In the past 12 years or so interest in empirical validation or BT for prediction modeling in mineral exploration has varied from complete absence to considerable concern. However, there does not seem to be a consistent systematic or standardized approach to the application of cross-validation techniques. For instance, the evaluation of spatial modeling for epithermal gold deposit prediction by Raines (1999) rightly saw the prediction results as a “relative ordinal rank” but no BT was reported. The separation of favorability values into favorable, permissive, and non-permissive was obtained by identifying breaks in the cumulative area ranks. That corresponds to using the fitting rates of the deposits used to predict and not to the prediction-rates from a cross-validation.

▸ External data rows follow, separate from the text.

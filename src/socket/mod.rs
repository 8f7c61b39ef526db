//! Broker event socket.
//!
//! # Data Flow
//! ```text
//! caller watch/unwatch ──▶ SocketSender ──▶ mpsc ──▶ writer half ──▶ broker
//! broker ──▶ reader half ──▶ parse_inbound ──▶ ListenerRegistry ──▶ listeners
//! ```

pub mod event_socket;
pub mod listeners;
pub mod message;

pub use event_socket::{EventSocket, SocketSender, SocketState};
pub use listeners::{ListenerId, ListenerRegistry};
pub use message::{EventKind, SocketEvent, SocketMessage, SocketStatus, WatchKind, WatchTarget};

A different approach is the one by Singer and Kouda (1999) who compared several probabilistic models in the prediction of mineral deposits. They analyzed a test data set of 15 volcanic hosted massive sulfide deposits in a study area with 23 binary map data layers in the Province of Manitoba, Canada. Considered as wise by the authors was to perform independent validation tests by dividing the entire study area in two parts, one for predictive modeling and the other for validation. A random subset of 8 of the 15 deposits was selected together with a randomized half of the 6460 unique-condition polygons covering the study area and containing the 8 modeling deposits. The other half contained the remaining 7 deposits. Predictions were compared in terms of correctly classified polygons as deposit polygons or as barren polygons. Interestingly, they observed that very few deposits were correctly recognized in the independent tests whereas in the initial prediction modeling a high percentage had been recognized. Those authors made efforts to discuss in depth the pros and cons of the methods used, including the loss of information caused by binarizing all map data even when continuous. Nevertheless, also in that case, their analyses could be further expanded by applying strategy (i) of section “What is a Blind Test and What is it Telling Us?” (i.e., the take-one-out procedure) also used for the application described in Fig. 2.

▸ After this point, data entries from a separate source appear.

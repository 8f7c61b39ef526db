//! One broker connection per subscription.
//!
//! # Lifecycle
//! ```text
//! new() ──connect()──▶ Connecting ──handshake ok──▶ Open ──close()/peer close──▶ Closed
//!                          │                          │
//!                          └──────transport error─────┴──────────────────────▶ Errored
//! ```
//!
//! # Design Decisions
//! - Listeners can be registered before `connect()` so no early event is missed
//! - Outbound frames go through an unbounded channel, sent while holding the
//!   link lock, so caller order is wire order
//! - No reconnection: a closed or errored socket stays that way

use futures_util::{SinkExt, StreamExt};
use std::sync::atomic::{AtomicBool, Ordering};
use std::sync::{Arc, Mutex, MutexGuard, Weak};
use tokio::runtime::Handle;
use tokio::sync::mpsc;
use tokio_tungstenite::{connect_async, tungstenite::Message};
use uuid::Uuid;

use crate::error::{codes, HancockResult};
use crate::ledger::Ledger;
use crate::observability::metrics;
use crate::socket::listeners::{ListenerId, ListenerRegistry};
use crate::socket::message::{
    parse_inbound, EventKind, SocketEvent, SocketMessage, SocketStatus, WatchKind, WatchTarget,
};

/// Observable connection state.
#[derive(Debug, Clone, Copy, PartialEq, Eq)]
pub enum SocketState {
    Connecting,
    Open,
    Closed,
    Errored,
}

enum Link {
    Connecting,
    Open(mpsc::UnboundedSender<Message>),
    Closed,
    Errored,
}

impl Link {
    fn state(&self) -> SocketState {
        match self {
            Link::Connecting => SocketState::Connecting,
            Link::Open(_) => SocketState::Open,
            Link::Closed => SocketState::Closed,
            Link::Errored => SocketState::Errored,
        }
    }
}

struct Shared {
    id: Uuid,
    url: String,
    link: Mutex<Link>,
    listeners: ListenerRegistry,
}

impl Shared {
    fn link(&self) -> MutexGuard<'_, Link> {
        // A panicking listener must not wedge the socket.
        self.link.lock().unwrap_or_else(|poisoned| poisoned.into_inner())
    }

    /// Move to a terminal state unless one was already reached.
    fn finish(&self, terminal: Link) -> bool {
        let mut link = self.link();
        match *link {
            Link::Closed | Link::Errored => false,
            _ => {
                *link = terminal;
                true
            }
        }
    }

    fn emit(&self, event: SocketEvent) {
        self.listeners.emit(&event);
    }

    fn fail(&self, message: &str, cause: tokio_tungstenite::tungstenite::Error) {
        tracing::warn!(socket_id = %self.id, url = %self.url, error = %cause, "{}", message);
        if self.finish(Link::Errored) {
            self.emit(SocketEvent::Error(
                codes::SOCKET.build().with_message(message).with_extended(cause),
            ));
        }
    }

    fn handle_text(&self, text: &str) {
        match parse_inbound(text) {
            Ok(event) => {
                metrics::record_socket_frame("inbound", event.kind().as_str());
                tracing::debug!(socket_id = %self.id, kind = %event.kind(), "Frame received");
                self.emit(event);
            }
            Err(rejection) => {
                metrics::record_frame_dropped(rejection.as_str());
                tracing::warn!(
                    socket_id = %self.id,
                    reason = rejection.as_str(),
                    "Discarding unreadable broker frame"
                );
            }
        }
    }
}

/// Connection to the broker's event stream.
///
/// Dropping the handle closes the connection.
pub struct EventSocket {
    shared: Arc<Shared>,
    consumer: Option<String>,
    status: Option<SocketStatus>,
    ledger: Arc<dyn Ledger>,
    started: AtomicBool,
}

impl EventSocket {
    /// Create a socket for `url` without connecting.
    pub fn new(
        url: impl Into<String>,
        consumer: Option<String>,
        status: Option<SocketStatus>,
        ledger: Arc<dyn Ledger>,
    ) -> Self {
        let consumer = consumer.filter(|c| !c.is_empty());
        Self {
            shared: Arc::new(Shared {
                id: Uuid::new_v4(),
                url: url.into(),
                link: Mutex::new(Link::Connecting),
                listeners: ListenerRegistry::new(),
            }),
            consumer,
            status,
            ledger,
            started: AtomicBool::new(false),
        }
    }

    /// Start the connection task on the current tokio runtime. Later calls do nothing.
    ///
    /// Outside a runtime the socket moves to `Errored` and a `SOCKET` error is returned.
    pub fn connect(&self) -> HancockResult<()> {
        if self.started.swap(true, Ordering::AcqRel) {
            return Ok(());
        }
        if self.state() != SocketState::Connecting {
            return Ok(());
        }
        let handle = match Handle::try_current() {
            Ok(handle) => handle,
            Err(e) => {
                self.shared.finish(Link::Errored);
                return Err(codes::SOCKET
                    .build()
                    .with_message("No tokio runtime to drive the event socket")
                    .with_extended(e));
            }
        };
        tracing::debug!(socket_id = %self.shared.id, url = %self.shared.url, "Connecting to broker");
        handle.spawn(run(self.shared.clone()));
        Ok(())
    }

    pub fn on<F>(&self, kind: EventKind, callback: F) -> ListenerId
    where
        F: Fn(&SocketEvent) + Send + Sync + 'static,
    {
        self.shared.listeners.on(kind, callback)
    }

    pub fn once<F>(&self, kind: EventKind, callback: F) -> ListenerId
    where
        F: Fn(&SocketEvent) + Send + Sync + 'static,
    {
        self.shared.listeners.once(kind, callback)
    }

    pub fn off(&self, id: ListenerId) -> bool {
        self.shared.listeners.off(id)
    }

    /// Cloneable handle for sending watch commands, e.g. from a listener.
    pub fn sender(&self) -> SocketSender {
        SocketSender {
            shared: Arc::downgrade(&self.shared),
            consumer: self.consumer.clone(),
            status: self.status,
            ledger: self.ledger.clone(),
        }
    }

    pub fn send_message(&self, kind: WatchKind, body: Vec<String>) -> bool {
        self.sender().send_message(kind, body)
    }

    pub fn watch(&self, target: WatchTarget, entries: &[String]) -> bool {
        self.sender().watch(target, entries)
    }

    pub fn unwatch(&self, target: WatchTarget, entries: &[String]) -> bool {
        self.sender().unwatch(target, entries)
    }

    pub fn watch_transfers(&self, addresses: &[String]) -> bool {
        self.watch(WatchTarget::Transfers, addresses)
    }

    pub fn unwatch_transfers(&self, addresses: &[String]) -> bool {
        self.unwatch(WatchTarget::Transfers, addresses)
    }

    pub fn watch_transactions(&self, addresses: &[String]) -> bool {
        self.watch(WatchTarget::Transactions, addresses)
    }

    pub fn unwatch_transactions(&self, addresses: &[String]) -> bool {
        self.unwatch(WatchTarget::Transactions, addresses)
    }

    pub fn watch_contract_transactions(&self, contracts: &[String]) -> bool {
        self.watch(WatchTarget::ContractTransactions, contracts)
    }

    pub fn unwatch_contract_transactions(&self, contracts: &[String]) -> bool {
        self.unwatch(WatchTarget::ContractTransactions, contracts)
    }

    pub fn watch_contract_events(&self, contracts: &[String]) -> bool {
        self.watch(WatchTarget::ContractEvents, contracts)
    }

    pub fn unwatch_contract_events(&self, contracts: &[String]) -> bool {
        self.unwatch(WatchTarget::ContractEvents, contracts)
    }

    pub fn watch_contract_deployments(&self, addresses: &[String]) -> bool {
        self.watch(WatchTarget::ContractDeployments, addresses)
    }

    pub fn unwatch_contract_deployments(&self, addresses: &[String]) -> bool {
        self.unwatch(WatchTarget::ContractDeployments, addresses)
    }

    /// Terminate the connection. Later sends are no-ops.
    pub fn close(&self) {
        // Dropping the outbound sender tells the task to send a close frame.
        if self.shared.finish(Link::Closed) {
            tracing::debug!(socket_id = %self.shared.id, "Event socket closed");
        }
    }

    pub fn state(&self) -> SocketState {
        self.shared.link().state()
    }

    pub fn id(&self) -> Uuid {
        self.shared.id
    }

    pub fn url(&self) -> &str {
        &self.shared.url
    }

    pub fn consumer(&self) -> Option<&str> {
        self.consumer.as_deref()
    }

    pub fn status(&self) -> Option<SocketStatus> {
        self.status
    }
}

impl Drop for EventSocket {
    fn drop(&mut self) {
        self.close();
    }
}

impl std::fmt::Debug for EventSocket {
    fn fmt(&self, f: &mut std::fmt::Formatter<'_>) -> std::fmt::Result {
        f.debug_struct("EventSocket")
            .field("id", &self.shared.id)
            .field("url", &self.shared.url)
            .field("state", &self.state())
            .field("consumer", &self.consumer)
            .field("status", &self.status)
            .finish()
    }
}

/// Sends watch commands over an [`EventSocket`].
///
/// Holds the socket weakly; once the socket is gone every send is a no-op.
#[derive(Clone)]
pub struct SocketSender {
    shared: Weak<Shared>,
    consumer: Option<String>,
    status: Option<SocketStatus>,
    ledger: Arc<dyn Ledger>,
}

impl SocketSender {
    /// Transmit a frame. Returns false, sending nothing, when `body` is empty or
    /// the socket is not open.
    pub fn send_message(&self, kind: WatchKind, body: Vec<String>) -> bool {
        if body.is_empty() {
            return false;
        }
        let Some(shared) = self.shared.upgrade() else {
            metrics::record_frame_dropped("socket_dropped");
            return false;
        };

        let message = SocketMessage {
            kind,
            body,
            consumer: self.consumer.clone(),
            status: self.status,
        };
        let text = match serde_json::to_string(&message) {
            Ok(text) => text,
            Err(e) => {
                tracing::error!(socket_id = %shared.id, error = %e, "Failed to encode frame");
                return false;
            }
        };

        let link = shared.link();
        let Link::Open(tx) = &*link else {
            metrics::record_frame_dropped("not_open");
            tracing::debug!(socket_id = %shared.id, kind = kind.as_str(), "Socket not open, frame skipped");
            return false;
        };
        let sent = tx.send(Message::text(text)).is_ok();
        drop(link);

        if sent {
            metrics::record_socket_frame("outbound", kind.as_str());
            tracing::debug!(socket_id = %shared.id, kind = kind.as_str(), "Frame queued");
        }
        sent
    }

    /// Normalize `entries` and send the watch command for `target`.
    pub fn watch(&self, target: WatchTarget, entries: &[String]) -> bool {
        self.send_message(target.watch_kind(), self.normalize(entries))
    }

    /// Normalize `entries` and send the unwatch command for `target`.
    pub fn unwatch(&self, target: WatchTarget, entries: &[String]) -> bool {
        self.send_message(target.unwatch_kind(), self.normalize(entries))
    }

    fn normalize(&self, entries: &[String]) -> Vec<String> {
        entries
            .iter()
            .filter(|e| !e.trim().is_empty())
            .map(|e| self.ledger.normalize_address_or_alias(e))
            .collect()
    }
}

impl std::fmt::Debug for SocketSender {
    fn fmt(&self, f: &mut std::fmt::Formatter<'_>) -> std::fmt::Result {
        f.debug_struct("SocketSender")
            .field("consumer", &self.consumer)
            .field("status", &self.status)
            .finish()
    }
}

async fn run(shared: Arc<Shared>) {
    let stream = match connect_async(shared.url.as_str()).await {
        Ok((stream, _)) => stream,
        Err(e) => {
            shared.fail("Could not connect to broker", e);
            return;
        }
    };
    let (mut write, mut read) = stream.split();
    let (tx, mut rx) = mpsc::unbounded_channel::<Message>();

    let opened = {
        let mut link = shared.link();
        if matches!(*link, Link::Connecting) {
            *link = Link::Open(tx);
            true
        } else {
            false
        }
    };
    if !opened {
        // Closed while the handshake was in flight.
        let _ = write.send(Message::Close(None)).await;
        shared.emit(SocketEvent::Closed);
        return;
    }
    tracing::info!(socket_id = %shared.id, url = %shared.url, "Event socket open");
    shared.emit(SocketEvent::Opened);

    loop {
        tokio::select! {
            outbound = rx.recv() => match outbound {
                Some(message) => {
                    if let Err(e) = write.send(message).await {
                        shared.fail("Failed to send frame", e);
                        return;
                    }
                }
                None => {
                    // Closed locally.
                    let _ = write.send(Message::Close(None)).await;
                    shared.emit(SocketEvent::Closed);
                    return;
                }
            },
            inbound = read.next() => match inbound {
                Some(Ok(Message::Text(text))) => shared.handle_text(text.as_str()),
                Some(Ok(Message::Binary(bytes))) => match std::str::from_utf8(&bytes) {
                    Ok(text) => shared.handle_text(text),
                    Err(_) => {
                        metrics::record_frame_dropped("not_utf8");
                        tracing::warn!(socket_id = %shared.id, "Discarding binary frame");
                    }
                },
                Some(Ok(Message::Close(_))) | None => {
                    tracing::info!(socket_id = %shared.id, "Broker closed the connection");
                    shared.finish(Link::Closed);
                    shared.emit(SocketEvent::Closed);
                    return;
                }
                Some(Ok(_)) => {}
                Some(Err(e)) => {
                    shared.fail("Event socket transport error", e);
                    return;
                }
            },
        }
    }
}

An illustrative instance of a successful application is the one by Cheng (2004), who applied spatial modeling to predict the potential distribution of artesian aquifers in the Oak Ridge Moraine study area, near Toronto, Canada. As training points for modeling he used the spatial distribution of 353 wells with water level above the surface. Binary expressions of surficial geology map, distance from thick drift layers, distance from the Oak Ridge Moraine, and distance from steep slope zones were used as evidential data layers. Buffer zones with unequal intervals were generated to obtain binary units from distance maps. The purpose was the identification of combinations of conditions to reduce the prediction areas of having flowing wells by two-thirds by generating a posterior probability map. BT of the results was not described, nevertheless the application would appear promising even if it cannot be certified how much so. It can be suggested that the use of strategy (ii) of section “What is a Blind Test and What is it Telling Us?” and the repetition of the analysis, say 30–40 times, with new random half partitions of the training and validation points would provide empirical means to interpret the “goodness” of the relative posterior probability value ranking obtained. In addition, a comparison of the 30–40 results would help to assess their robustness. The applications considered are just used here to exemplify the likely benefits of BT even in innovative and successful contributions, independently from the prediction models used.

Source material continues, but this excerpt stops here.